Adrian F. L. Hyde

Pile Bearing Capacity Factors and Soil Crushabiity

The existence of large magnitude stresses at the tip of a bearing pile is a well known phenomenon leading to crushing of soil grains and thus affecting pile behavior. Classical foundation design calculations which assume that the soil fails in shear and neglect volume change can be safely used where stress levels or particle strengths prevent crushing, however in the case of weak grains or high foundation stresses consideration should be given to the effects of grain crushing and the resulting volumetric compression. Model pile tests have been carried out in two skeletal carbonate sands and a standard silica sand with the aim of examining the variation of skin friction and end bearing capacities with degree of penetration. The mobilization of the strength of crushable soils requires a much higher strain level while at the same time the end bearing pressure on the model piles exceeded 10 MPa inducing considerable particle breakage. The peak skin friction for all sands occurred at a settlement normalized by pile diameter, S/D, of less than 0.1. At this point the carbonate sands generally had lower skin friction values than the silica sand. Further displacement caused a rapid decrease in skin friction for all three materials. At higher lateral stresses the less crushable Toyoura silica sand generated higher skin frictions. Samples of Chiibishi sand were sectioned and photographed.

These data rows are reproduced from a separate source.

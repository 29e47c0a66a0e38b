//! Media URL normalization command.

use marketlink_client::MediaNormalizer;

use super::{Context, print_line};

/// Print the normalized form of each input, one per line.
pub fn normalize(ctx: &Context, inputs: &[String]) {
    let normalizer = MediaNormalizer::from_config(&ctx.config);
    for input in inputs {
        print_line(&normalizer.normalize(input));
    }
}
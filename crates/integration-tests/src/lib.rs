//! Integration tests for the MarketLink client.
//!
//! Every test runs the real client against a `wiremock` server, so no
//! backend needs to be running.
//!
//! # Running Tests
//!
//! ```bash
//! cargo test -p marketlink-integration-tests
//! ```
//!
//! # Test Categories
//!
//! - `request_core` - URL resolution, header assembly, response parsing
//! - `auth_failure` - 401 classification and session clearing
//! - `fallback` - Candidate-endpoint resolution through the resource catalogue
//! - `sessions` - Per-role isolation and persistence across restarts

#![cfg_attr(not(test), forbid(unsafe_code))]

use std::sync::Arc;

use marketlink_client::{ApiClient, ClientConfig, KeyValueStore, MemoryStore, SessionStore};
use wiremock::MockServer;

/// A mock backend plus a client pointed at it.
pub struct TestBackend {
    pub server: MockServer,
    pub client: ApiClient,
    pub store: Arc<MemoryStore>,
}

impl TestBackend {
    /// Start a mock server and a client whose base URL is its root.
    ///
    /// # Panics
    ///
    /// Panics if the client cannot be built.
    pub async fn start() -> Self {
        let server = MockServer::start().await;
        let store = Arc::new(MemoryStore::new());
        let client = client_with_store(&server.uri(), store.clone());

        Self {
            server,
            client,
            store,
        }
    }

    /// Session store the client authenticates from.
    #[must_use]
    pub fn sessions(&self) -> &SessionStore {
        self.client.sessions()
    }
}

/// Build a client for `base_url` backed by `store`.
///
/// # Panics
///
/// Panics if `base_url` is not a valid http(s) URL.
#[allow(clippy::expect_used)]
pub fn client_with_store(base_url: &str, store: Arc<dyn KeyValueStore>) -> ApiClient {
    let config = ClientConfig::new(base_url).expect("valid base URL");
    ApiClient::new(&config, SessionStore::new(store)).expect("Failed to create HTTP client")
}
//! MarketLink CLI - Talk to the MarketLink API from a terminal.
//!
//! # Usage
//!
//! ```bash
//! # Log in as a shop (session is kept in .marketlink/session.json)
//! ml-cli login --role shop -e shop@example.com -p secret
//!
//! # Fetch a resource whose route varies between deployments
//! ml-cli fetch shop-returns
//!
//! # Raw request against the API root
//! ml-cli request GET /users/me
//!
//! # Normalize media references
//! ml-cli media localhost:5000/uploads/a.png demo/image/upload/b.jpg
//! ```
//!
//! # Commands
//!
//! - `login` / `register` / `logout` - Manage per-role sessions
//! - `session` - Show which roles are signed in
//! - `request` - Send one request through the request core
//! - `fetch` - Resolve a catalogued resource
//! - `return` - Create returns and update their status
//! - `media` - Normalize media URLs
//! - `urls` - Show the resolved backend and API roots
//!
//! # Environment Variables
//!
//! - `MARKETLINK_SESSION_FILE` - Session file (default: `.marketlink/session.json`)
//! - `SENTRY_DSN` - Sentry DSN (optional)
//! - `SENTRY_ENVIRONMENT` - Sentry environment name (optional)
//! - Backend URL variables are documented in `marketlink_client::config`

#![cfg_attr(not(test), forbid(unsafe_code))]

use std::process::ExitCode;

use clap::{Parser, Subcommand};
use marketlink_core::Role;
use sentry::integrations::tracing as sentry_tracing;
use tracing_subscriber::{layer::SubscriberExt, util::SubscriberInitExt};

mod commands;

use commands::{CliError, Context};

#[derive(Parser)]
#[command(name = "ml-cli")]
#[command(author, version, about = "MarketLink API tools")]
struct Cli {
    #[command(subcommand)]
    command: Commands,
}

#[derive(Subcommand)]
enum Commands {
    /// Log in and store the session for a role
    Login {
        /// Role to log in as (user, shop, admin)
        #[arg(short, long, default_value = "user")]
        role: Role,

        /// Account email
        #[arg(short, long)]
        email: String,

        /// Account password
        #[arg(short, long)]
        password: String,
    },
    /// Register an account and store its session
    Register {
        /// Role to register as (user, shop, admin)
        #[arg(short, long, default_value = "user")]
        role: Role,

        /// Registration payload as JSON
        #[arg(long)]
        json: String,
    },
    /// Drop stored sessions
    Logout {
        /// Only this role
        #[arg(short, long, conflicts_with = "all")]
        role: Option<Role>,

        /// Every role
        #[arg(long)]
        all: bool,
    },
    /// Show stored sessions (tokens are never printed)
    Session,
    /// Send one request
    Request {
        /// HTTP method
        method: String,

        /// Path (relative to the API root) or absolute URL
        path: String,

        /// JSON body
        #[arg(long)]
        json: Option<String>,

        /// Extra header as `Name: value` (repeatable)
        #[arg(short = 'H', long = "header")]
        headers: Vec<String>,

        /// Authenticate as this role instead of the active one
        #[arg(short, long)]
        role: Option<Role>,

        /// Send without a bearer token
        #[arg(long)]
        no_auth: bool,

        /// Clear every role's session if the token is rejected
        #[arg(long)]
        clear_all: bool,
    },
    /// Fetch a catalogued resource
    Fetch {
        #[command(subcommand)]
        resource: commands::api::Resource,
    },
    /// Manage returns
    Return {
        #[command(subcommand)]
        action: commands::api::ReturnAction,
    },
    /// Normalize media URLs
    Media {
        /// URLs or paths to normalize
        #[arg(required = true)]
        inputs: Vec<String>,
    },
    /// Show the resolved backend and API roots
    Urls,
}

/// Initialize Sentry error tracking and return guard that must be kept alive.
fn init_sentry() -> Option<sentry::ClientInitGuard> {
    let dsn = std::env::var("SENTRY_DSN").ok().filter(|v| !v.is_empty())?;

    let guard = sentry::init((
        dsn,
        sentry::ClientOptions {
            release: sentry::release_name!(),
            environment: std::env::var("SENTRY_ENVIRONMENT")
                .ok()
                .map(std::borrow::Cow::Owned),
            attach_stacktrace: true,
            ..Default::default()
        },
    ));

    tracing::info!("Sentry initialized");
    Some(guard)
}

/// Filter tracing events to Sentry event types.
fn sentry_event_filter(metadata: &tracing::Metadata<'_>) -> sentry_tracing::EventFilter {
    match *metadata.level() {
        tracing::Level::ERROR | tracing::Level::WARN => sentry_tracing::EventFilter::Event,
        tracing::Level::INFO | tracing::Level::DEBUG => sentry_tracing::EventFilter::Breadcrumb,
        _ => sentry_tracing::EventFilter::Ignore,
    }
}

#[tokio::main]
async fn main() -> ExitCode {
    // .env may carry SENTRY_DSN as well as the backend URL
    dotenvy::dotenv().ok();

    // Initialize Sentry (must be done before tracing subscriber)
    let _sentry_guard = init_sentry();

    let env_filter = tracing_subscriber::EnvFilter::try_from_default_env()
        .unwrap_or_else(|_| "marketlink_client=info,marketlink_cli=info".into());

    tracing_subscriber::registry()
        .with(env_filter)
        .with(tracing_subscriber::fmt::layer().with_writer(std::io::stderr))
        .with(sentry_tracing::layer().event_filter(sentry_event_filter))
        .init();

    let cli = Cli::parse();

    // Returning keeps the Sentry guard alive until it flushes on drop.
    exit_code(&run(cli).await)
}

fn exit_code(result: &Result<(), CliError>) -> ExitCode {
    match result {
        Ok(()) => ExitCode::SUCCESS,
        Err(e) => {
            tracing::error!("Command failed: {e}");
            ExitCode::FAILURE
        }
    }
}

async fn run(cli: Cli) -> Result<(), CliError> {
    let ctx = Context::load()?;

    match cli.command {
        Commands::Login {
            role,
            email,
            password,
        } => commands::session::login(&ctx, role, email, password.into()).await?,
        Commands::Register { role, json } => commands::session::register(&ctx, role, &json).await?,
        Commands::Logout { role, all } => commands::session::logout(&ctx, role, all)?,
        Commands::Session => commands::session::show(&ctx)?,
        Commands::Request {
            method,
            path,
            json,
            headers,
            role,
            no_auth,
            clear_all,
        } => {
            let options = commands::api::RequestOptions {
                json,
                headers,
                role,
                no_auth,
                clear_all,
            };
            commands::api::request(&ctx, &method, &path, options).await?;
        }
        Commands::Fetch { resource } => commands::api::fetch(&ctx, resource).await?,
        Commands::Return { action } => commands::api::returns(&ctx, action).await?,
        Commands::Urls => commands::print_json(&serde_json::json!({
            "backend_root": ctx.config.urls.backend_root(),
            "api_root": ctx.config.urls.api_root(),
            "cdn_root": ctx.config.cdn_url,
            "session_file": ctx.session_file.display().to_string(),
        }))?,
        Commands::Media { inputs } => commands::media::normalize(&ctx, &inputs),
    }
    Ok(())
}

It was observed that a spherical plastic zone was formed at the base of the pile which expanded with increasing S/D and a degraded layer of broken particles developed around the pile as S/D increased. Large values of the Marsal particle breakage factor were restricted to a zone extending outwards to one pile radius. An end bearing capacity modification factor has been proposed to adapt the conventional bearing capacity equation for soil crushability. This modification factor is a function of soil compressibility and degree of penetration. The factor was shown to decrease with increasing soil compressibility and increase with normalized penetration S/D.